Why, when the peasants repealed the original EM law in a statewide vote four years ago, he immediately rammed another through the legislature. That's our governor.

And we've got nearly three more years of him to go.

Lowest of the low

Lily Tomlin famously said that "no matter how cynical you get, it is impossible to keep up."

That was back in the genteel 1970s. These days, no matter how far down in the gutter you think Donald Trump is, he always manages to find deeper layers of muck.

Consider, for example, his savage, smirking smears of Heidi Cruz, the wife of his fellow contender for the Republican presidential nomination, a man Trump likes to call "Lyin' Ted."

In their latest attempt to turn this year's race for the presidency into a junior high school locker room fight, Trump took a break from talking about his pork sausage to launch into an attack on Mrs. Cruz. To be fair, someone did dump semi-naked pictures of Trump's current wife onto the Internet.

Trump, with the class and taste and behavior toward women we have come to expect, posted an unflattering picture of Heidi next to one of Melania Trump, with the caption "A Picture Is Worth a Thousand Words."

No one was surprised by this, since Trump has always made it clear he regards women as meat.

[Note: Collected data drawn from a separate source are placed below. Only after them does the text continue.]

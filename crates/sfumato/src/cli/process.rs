//! Batch processing command handler.

use sfumato::{
    ArchiveEntry, ArchivePackager, BatchOrchestrator, BatchReport, BatchResult, DownloadSink,
    Keywords, PackagingError, PackagingErrorKind, SfumatoConfig, SfumatoResult, UploadError,
    UploadErrorKind, format_file_size, read_uploads,
};
use std::collections::HashSet;
use std::io::BufWriter;
use std::path::{Path, PathBuf};
use tracing::{info, instrument, warn};

/// Where the batch output goes.
#[derive(Debug, Default)]
pub struct ProcessTargets {
    /// Directory for individual files
    pub out: Option<PathBuf>,
    /// Zip archive path
    pub zip: Option<PathBuf>,
    /// JSON report path
    pub report: Option<PathBuf>,
}

/// Run a batch and write its outputs. Returns whether every item succeeded.
#[instrument(skip_all, fields(files = files.len()))]
pub async fn run_process(
    config: &SfumatoConfig,
    files: &[PathBuf],
    keywords: Vec<String>,
    keywords_file: Option<&Path>,
    targets: ProcessTargets,
) -> SfumatoResult<bool> {
    let keywords = load_keywords(keywords, keywords_file).await?;
    let images = read_uploads(files, config.pipeline.max_upload_bytes).await?;

    let orchestrator = BatchOrchestrator::from_config(config);
    let result = orchestrator.process_batch(images, &keywords).await;
    print_summary(&result);

    if let Some(path) = &targets.report {
        write_report(&result, path).await?;
    }
    if let Some(dir) = &targets.out {
        write_files(&result, dir).await?;
    }
    let success = result.success();
    if let Some(path) = targets.zip {
        write_zip(result, path, config.archive.compression_level).await?;
    }

    Ok(success)
}

async fn load_keywords(
    mut values: Vec<String>,
    file: Option<&Path>,
) -> Result<Keywords, UploadError> {
    if let Some(file) = file {
        let raw = tokio::fs::read_to_string(file).await.map_err(|e| {
            UploadError::new(UploadErrorKind::Read {
                name: file.display().to_string(),
                message: e.to_string(),
            })
        })?;
        return Ok(Keywords::Delimited(raw));
    }

    Ok(match values.len() {
        1 => Keywords::Delimited(values.remove(0)),
        _ => Keywords::List(values),
    })
}

fn print_summary(result: &BatchResult) {
    for image in result.processed() {
        println!(
            "{} -> {} ({} -> {}, {}% smaller)",
            image.original_name,
            image.optimized_name,
            format_file_size(image.original_size),
            format_file_size(image.optimized_size),
            image.compression_ratio
        );
    }
    for failure in result.failures() {
        eprintln!("{} failed: {}", failure.original_name, failure.error);
    }
    println!(
        "{} processed, {} failed",
        result.total_processed(),
        result.total_failed()
    );
}

fn io_error(context: &str, path: &Path, e: impl std::fmt::Display) -> PackagingError {
    PackagingError::new(PackagingErrorKind::Io(format!(
        "{} {}: {}",
        context,
        path.display(),
        e
    )))
}

async fn write_report(result: &BatchResult, path: &Path) -> Result<(), PackagingError> {
    let json = BatchReport::from(result)
        .to_json_pretty()
        .map_err(|e| io_error("Failed to serialize report for", path, e))?;
    tokio::fs::write(path, json)
        .await
        .map_err(|e| io_error("Failed to write report", path, e))?;
    info!(path = %path.display(), "Wrote batch report");
    Ok(())
}

async fn write_files(result: &BatchResult, dir: &Path) -> Result<(), PackagingError> {
    tokio::fs::create_dir_all(dir)
        .await
        .map_err(|e| io_error("Failed to create", dir, e))?;

    let mut seen = HashSet::new();
    for image in result.processed() {
        if !seen.insert(image.optimized_name.as_str()) {
            warn!(name = %image.optimized_name, "Duplicate output name, later image overwrites earlier");
        }
        let path = dir.join(&image.optimized_name);
        tokio::fs::write(&path, &image.data)
            .await
            .map_err(|e| io_error("Failed to write", &path, e))?;
    }
    info!(dir = %dir.display(), count = result.processed().len(), "Wrote processed images");
    Ok(())
}

async fn write_zip(result: BatchResult, path: PathBuf, level: i64) -> Result<(), PackagingError> {
    let images = result.into_processed();
    let task_path = path.clone();

    let summary = tokio::task::spawn_blocking(move || {
        let file = std::fs::File::create(&task_path)
            .map_err(|e| io_error("Failed to create", &task_path, e))?;
        let mut sink = DownloadSink::new(BufWriter::new(file));
        ArchivePackager::new(level).write_archive(images.iter().map(ArchiveEntry::from), &mut sink)
    })
    .await
    .map_err(|e| io_error("Archive task failed for", &path, e))??;

    if !*summary.finalized() {
        return Err(PackagingError::new(PackagingErrorKind::Finalize(format!(
            "{} is truncated after {} bytes",
            path.display(),
            summary.bytes_written()
        ))));
    }
    info!(
        path = %path.display(),
        entries = summary.written().len(),
        skipped = summary.skipped().len(),
        "Wrote archive"
    );
    Ok(())
}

What was more distressing was Trump's threat to "spill the beans" on Heidi Cruz, an apparent reference to her struggles with depression.

That was especially bothersome to Tom Watkins, the CEO of the Detroit Wayne Mental Health Authority.

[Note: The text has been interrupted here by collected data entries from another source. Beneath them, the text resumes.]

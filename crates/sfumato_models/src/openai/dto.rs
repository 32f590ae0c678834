//! OpenAI chat completions data transfer objects.

use derive_builder::Builder;
use derive_getters::Getters;
use serde::{Deserialize, Serialize};

/// Inline image reference.
#[derive(Debug, Clone, PartialEq, Eq, Serialize, Deserialize, Getters)]
pub struct OpenAiImageUrl {
    /// `data:` URL carrying the base64 image
    url: String,
    /// Resolution hint ("low", "high", "auto")
    detail: String,
}

impl OpenAiImageUrl {
    /// Create an image reference.
    pub fn new(url: impl Into<String>, detail: impl Into<String>) -> Self {
        Self {
            url: url.into(),
            detail: detail.into(),
        }
    }
}

/// One part of a multimodal user message.
#[derive(Debug, Clone, PartialEq, Eq, Serialize, Deserialize)]
#[serde(tag = "type", rename_all = "snake_case")]
pub enum OpenAiContentPart {
    /// Instruction text
    Text {
        /// The text
        text: String,
    },
    /// Inline image
    ImageUrl {
        /// The image reference
        image_url: OpenAiImageUrl,
    },
}

/// Chat message.
#[derive(Debug, Clone, PartialEq, Eq, Serialize, Deserialize, Builder, Getters)]
#[builder(setter(into))]
pub struct OpenAiMessage {
    /// Message role
    role: String,
    /// Multimodal content parts
    content: Vec<OpenAiContentPart>,
}

impl OpenAiMessage {
    /// Creates a new builder for `OpenAiMessage`.
    pub fn builder() -> OpenAiMessageBuilder {
        OpenAiMessageBuilder::default()
    }
}

/// Chat completions request body.
#[derive(Debug, Clone, PartialEq, Eq, Serialize, Deserialize, Builder, Getters)]
#[builder(setter(into))]
pub struct OpenAiRequest {
    /// Model identifier
    model: String,
    /// Conversation messages
    messages: Vec<OpenAiMessage>,
    /// Maximum tokens to generate
    max_tokens: u32,
}

impl OpenAiRequest {
    /// Creates a new builder for `OpenAiRequest`.
    pub fn builder() -> OpenAiRequestBuilder {
        OpenAiRequestBuilder::default()
    }
}

/// Assistant message in a response choice.
#[derive(Debug, Clone, PartialEq, Eq, Serialize, Deserialize, Getters)]
pub struct OpenAiResponseMessage {
    /// Generated text, absent on refusals and tool calls
    #[serde(default)]
    content: Option<String>,
}

/// One completion choice.
#[derive(Debug, Clone, PartialEq, Eq, Serialize, Deserialize, Getters)]
pub struct OpenAiChoice {
    /// The generated message
    message: OpenAiResponseMessage,
}

/// Chat completions response body.
#[derive(Debug, Clone, PartialEq, Eq, Serialize, Deserialize, Getters)]
pub struct OpenAiResponse {
    /// Completion choices
    #[serde(default)]
    choices: Vec<OpenAiChoice>,
}

impl OpenAiResponse {
    /// Text of the first choice, if any.
    pub fn first_text(&self) -> Option<&str> {
        self.choices
            .first()
            .and_then(|choice| choice.message.content.as_deref())
    }
}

"Despicable," he tells me. "We have been attempting to fight stigma that prevents people from seeking the diagnosis and treatment they need to address the illness."

Watkins knows what he is talking about; he lost two brothers to depression and suicide.

"We need to make it just as unacceptable to make fun of a mental illness as it would be to mock cancer," he says.

That's something you might have thought everybody would have accepted years ago. But so far this year, 8 million of us have voted for Donald Trump for president, and he is all but certain to be the GOP nominee.

About the best we can hope for is that he will turn back to hating Muslims and Mexicans soon.